Cancer and its treatments can wear you out. Make sure you get enough sleep. Try to go to bed at the same time each night and wake up at the same time each morning to get your body into a sleep routine. Take naps during the day when you feel exhausted.

Pace your activities. Break up big tasks into smaller chunks so they’re more manageable. Get help from friends, neighbors, and family members with errands like grocery shopping and laundry, so you have more time to rest.

4. Stay physically active.

Though you might feel too tired to work out, exercise is one of the best ways to keep your energy levels up. Regular exercise can also restrengthen your muscles after surgery and help you lose weight if you’re overweight. Try to walk, ride a bike, or do another form of aerobic exercise for 30 minutes on most days of the week.

Take it slowly to start — especially if you’re recovering from surgery. You might only be able to walk at a slow pace for a few minutes at first, but eventually your strength and stamina will improve.

5. Manage your pain.

If you have surgery to remove your kidney, such as a radical nephrectomy, you may be in pain for a few days or weeks. Cancer that has spread to your bones or other organs can also cause pain.

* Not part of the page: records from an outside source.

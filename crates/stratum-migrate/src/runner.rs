use stratum_common::{Direction, Error, Result, Version};
use stratum_db::{DatabaseHandle, VersionStore};
use tracing::{debug, info, warn};

use crate::source::Catalog;
use crate::unit::MigrationUnit;

/// Drives a database from its recorded version to a target version.
///
/// The catalog is fixed for the lifetime of the migrator. Every step runs in
/// its own transaction together with the version-store update, so a failed
/// step leaves no trace while earlier steps of the same batch stay applied.
pub struct Migrator<D: DatabaseHandle> {
    db: D,
    catalog: Catalog,
    store: VersionStore,
}

/// Applied state of one catalog entry.
#[derive(Debug, Clone, PartialEq, Eq)]
pub struct MigrationStatus {
    pub version: Version,
    pub name: String,
    pub applied: bool,
}

#[derive(Debug, Clone, PartialEq, Eq)]
pub struct StatusReport {
    pub current: Version,
    pub migrations: Vec<MigrationStatus>,
    /// Applied versions with no catalog entry.
    pub orphaned: Vec<Version>,
}

impl StatusReport {
    pub fn pending(&self) -> usize {
        self.migrations.iter().filter(|m| !m.applied).count()
    }
}

impl<D: DatabaseHandle> Migrator<D> {
    pub fn new(db: D, catalog: Catalog, store: VersionStore) -> Self {
        Self { db, catalog, store }
    }

    pub fn catalog(&self) -> &Catalog {
        &self.catalog
    }

    pub fn store(&self) -> &VersionStore {
        &self.store
    }

    pub fn database(&mut self) -> &mut D {
        &mut self.db
    }

    pub fn into_database(self) -> D {
        self.db
    }

    pub fn current_version(&mut self) -> Result<Version> {
        self.store.current_version(&mut self.db)
    }

    /// Migrate up or down to `target`, defaulting to the newest catalog
    /// version. Returns the number of steps executed.
    pub fn migrate(&mut self, target: Option<&Version>) -> Result<usize> {
        let max = self.catalog.max_version();
        let target = target.cloned().unwrap_or_else(|| max.clone());
        if target > max {
            return Err(Error::InvalidTarget {
                target: target.to_string(),
                max: max.to_string(),
            });
        }

        let current = self.current_version()?;
        if target < current {
            info!("migrating down from {current} to {target}");
            self.migrate_down(&target)
        } else {
            info!("migrating up from {current} to {target}");
            self.migrate_up(&target)
        }
    }

    /// Like [`Migrator::migrate`], with the target given as user input.
    pub fn migrate_to(&mut self, raw: &str) -> Result<usize> {
        let raw = raw.trim();
        let negative = raw
            .strip_prefix('-')
            .is_some_and(|digits| !digits.is_empty() && digits.bytes().all(|b| b.is_ascii_digit()));
        if negative {
            return Err(Error::InvalidTarget {
                target: raw.to_string(),
                max: self.catalog.max_version().to_string(),
            });
        }

        let target: Version = raw.parse()?;
        self.migrate(Some(&target))
    }

    /// Migrate down to the applied version just below the current one.
    ///
    /// Every applied catalog version above that target is undone. There is
    /// no step count; to go back further, migrate to an explicit version.
    pub fn rollback(&mut self) -> Result<usize> {
        let current = self.current_version()?;
        let previous = self.store.previous_applied(&mut self.db, &current)?;
        info!("rolling back from {current} to {previous}");
        self.migrate(Some(&previous))
    }

    /// Apply a single version. Returns `false` if it was already applied.
    pub fn apply_one(&mut self, version: &Version) -> Result<bool> {
        self.current_version()?;
        if self.store.is_applied(&mut self.db, version)? {
            return Ok(false);
        }
        self.run_step(version, Direction::Up)?;
        Ok(true)
    }

    /// Undo a single version. Returns `false` if it was not applied.
    pub fn undo_one(&mut self, version: &Version) -> Result<bool> {
        self.current_version()?;
        if !self.store.is_applied(&mut self.db, version)? {
            return Ok(false);
        }
        self.run_step(version, Direction::Down)?;
        Ok(true)
    }

    pub fn status(&mut self) -> Result<StatusReport> {
        let current = self.current_version()?;
        let applied = self.store.applied_versions(&mut self.db)?;

        let migrations = self
            .catalog
            .versions()
            .map(|version| MigrationStatus {
                version: version.clone(),
                name: self.catalog.name(version).unwrap_or_default().to_string(),
                applied: applied.binary_search(version).is_ok(),
            })
            .collect();
        let orphaned = applied
            .into_iter()
            .filter(|v| !self.catalog.contains(v))
            .collect();

        Ok(StatusReport {
            current,
            migrations,
            orphaned,
        })
    }

    fn migrate_up(&mut self, target: &Version) -> Result<usize> {
        let candidates: Vec<Version> = self
            .catalog
            .versions()
            .filter(|v| *v <= target)
            .cloned()
            .collect();

        let mut count = 0;
        for version in candidates {
            if self.store.is_applied(&mut self.db, &version)? {
                debug!("{version} already applied, skipping");
                continue;
            }
            self.run_step(&version, Direction::Up)?;
            count += 1;
        }
        Ok(count)
    }

    fn migrate_down(&mut self, target: &Version) -> Result<usize> {
        let candidates: Vec<Version> = self
            .catalog
            .versions()
            .rev()
            .filter(|v| *v > target)
            .cloned()
            .collect();

        let mut count = 0;
        for version in candidates {
            if !self.store.is_applied(&mut self.db, &version)? {
                debug!("{version} not applied, skipping");
                continue;
            }
            self.run_step(&version, Direction::Down)?;
            count += 1;
        }
        Ok(count)
    }

    fn run_step(&mut self, version: &Version, direction: Direction) -> Result<()> {
        let unit = self.catalog.load(version)?;
        let name = self.catalog.name(version).unwrap_or_default();
        let db: &mut dyn DatabaseHandle = &mut self.db;

        info!("running {direction} for {name}");
        db.begin()?;
        let outcome = execute_step(unit, &self.store, db, version, direction).and_then(|()| {
            // Deferred constraints are checked here, so a failed commit is a
            // failed step and the transaction is still open.
            db.commit().map_err(|e| step_failure(version, direction, &e))
        });
        match outcome {
            Ok(()) => {
                info!("{direction} complete for {name}");
                Ok(())
            }
            Err(e) => {
                if let Err(rb) = db.rollback() {
                    warn!("failed to roll back {name}: {rb}");
                }
                Err(e)
            }
        }
    }
}

fn execute_step(
    unit: &dyn MigrationUnit,
    store: &VersionStore,
    db: &mut dyn DatabaseHandle,
    version: &Version,
    direction: Direction,
) -> Result<()> {
    let outcome = match direction {
        Direction::Up => unit.up(db),
        Direction::Down => unit.down(db),
    };
    outcome.map_err(|e| step_failure(version, direction, &e))?;

    match direction {
        Direction::Up => store.record_applied(db, version),
        Direction::Down => store.record_unapplied(db, version),
    }
}

fn step_failure(version: &Version, direction: Direction, cause: &Error) -> Error {
    Error::MigrationExecution {
        version: version.to_string(),
        direction,
        reason: cause.to_string(),
    }
}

Don’t try to suffer through your pain. Your doctor should have given you medicine to help control it. Take the medicine when you need it, but just make sure you don’t take more than the prescribed dose. If your pain lasts longer than you anticipated or it’s too severe to tolerate, ask your doctor what other strategies you can try to manage it.

6. Keep up with your check-ups.

No matter which cancer treatment you get, you’ll have follow-up visits every few months with your oncologist. These appointments are important to help your doctor stay on top of any health changes, and make sure your cancer hasn’t progressed.

During each appointment, your doctor will track your cancer with blood tests and imaging scans like X-rays and ultrasounds. Go to every scheduled check-up and bring a list of any questions you have about your home care routine.

7. Communicate with your treatment team.

Don’t wait for your scheduled appointments to ask questions or get help with problems you’re having at home. Tell your oncologist, nurses, and other support team members right away if you have any trouble following your home care routine. Also, contact them immediately if you have side effects from your treatment, such as fever, intense pain, swelling or redness around an incision, nausea and vomiting, or bleeding.